Las palabras seducen, se acarician
mutuamente, tienden puentes entre ellas (a veces marcan distancias
infranqueables), logrando no sólo su cometido de significación denotativa, sino
que hacen posible la connotación, el aroma que cada una de ellas esparce sobre
las demás, y viceversa. Democracia es deliberación, y la unión indiscutible de
ambas ideas queda incrustada en nuestra psiquis (parece también que en la de
los antiguos), debido al contacto íntimo que les observamos desde siglos atrás.
En su discurso, Pericles propicia ese contacto, lo promueve, intenta armar el
vínculo, de tal manera que la ecuación adquiere nitidez: la democracia
participa de la belleza, igualmente de la sabiduría, y asimismo del
entendimiento, reflexión, deliberación, aprendizaje, conocimiento y libertad.
En este preciso orden son usadas las palabras en el texto.

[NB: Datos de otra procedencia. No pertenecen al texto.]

//! # MENAGERIE Core Engine
//!
//! The voxel assembly engine behind every MENAGERIE model.
//!
//! ## Architecture Rules
//!
//! 1. **One voxel per cell** - The map is keyed by quantized coordinates
//! 2. **Last write wins** - Overlapping shapes overwrite in call order
//! 3. **Total functions** - NaN and infinite inputs are excluded, never a panic
//!
//! ## Example
//!
//! ```rust
//! use menagerie_core::{fill_ellipsoid, Color, VoxelMap};
//!
//! let mut map = VoxelMap::new();
//! // Dark body, then a lighter stripe painted over it
//! fill_ellipsoid(&mut map, 0.0, 6.0, 0.0, 4.5, Color(0x4A3728), 1.4);
//! map.set(0.0, 6.0, 4.0, Color(0xE8D5B0));
//!
//! let voxels = map.into_voxels();
//! assert!(!voxels.is_empty());
//! ```

#![deny(missing_docs)]
#![deny(unsafe_code)]
#![deny(clippy::all)]
#![warn(clippy::pedantic)]
#![deny(clippy::perf)]

pub mod bounds;
pub mod fill;
pub mod map;
pub mod shape;
pub mod voxel;

pub use bounds::Bounds;
pub use fill::{fill_ellipsoid, fill_sphere, Ellipsoid};
pub use map::VoxelMap;
pub use shape::{fill_cuboid, steps, unit_steps, Steps};
pub use voxel::{quantize, Color, Voxel, VoxelKey};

Tal es el mecanismo
de asociación entre la democracia y las bondades que ésta encierra, asunto que
nos permite aceptar que, sin lugar a dudas, la democracia es además
autoconocimiento, es decir, la posibilidad de lograr la autarquía entre otras
razones gracias a la exploración de lo que se ha sido y de lo que se es tanto
pueblo. No es causal observar a Pericles afirmando que
Tras haber expuesto primero desde qué
modo de ser llegamos a ello (autarquía), y con qué régimen político y a partir
de qué caracteres personales se hizo grande, pasaré también luego al elogio de
los muertos, considerando que en el momento presente no sería inoportuno que
esto se dijera... (112).
Si el lenguaje es común a todos, el
discurso es la expresión de alguien en tanto especificidad, en tanto individuo.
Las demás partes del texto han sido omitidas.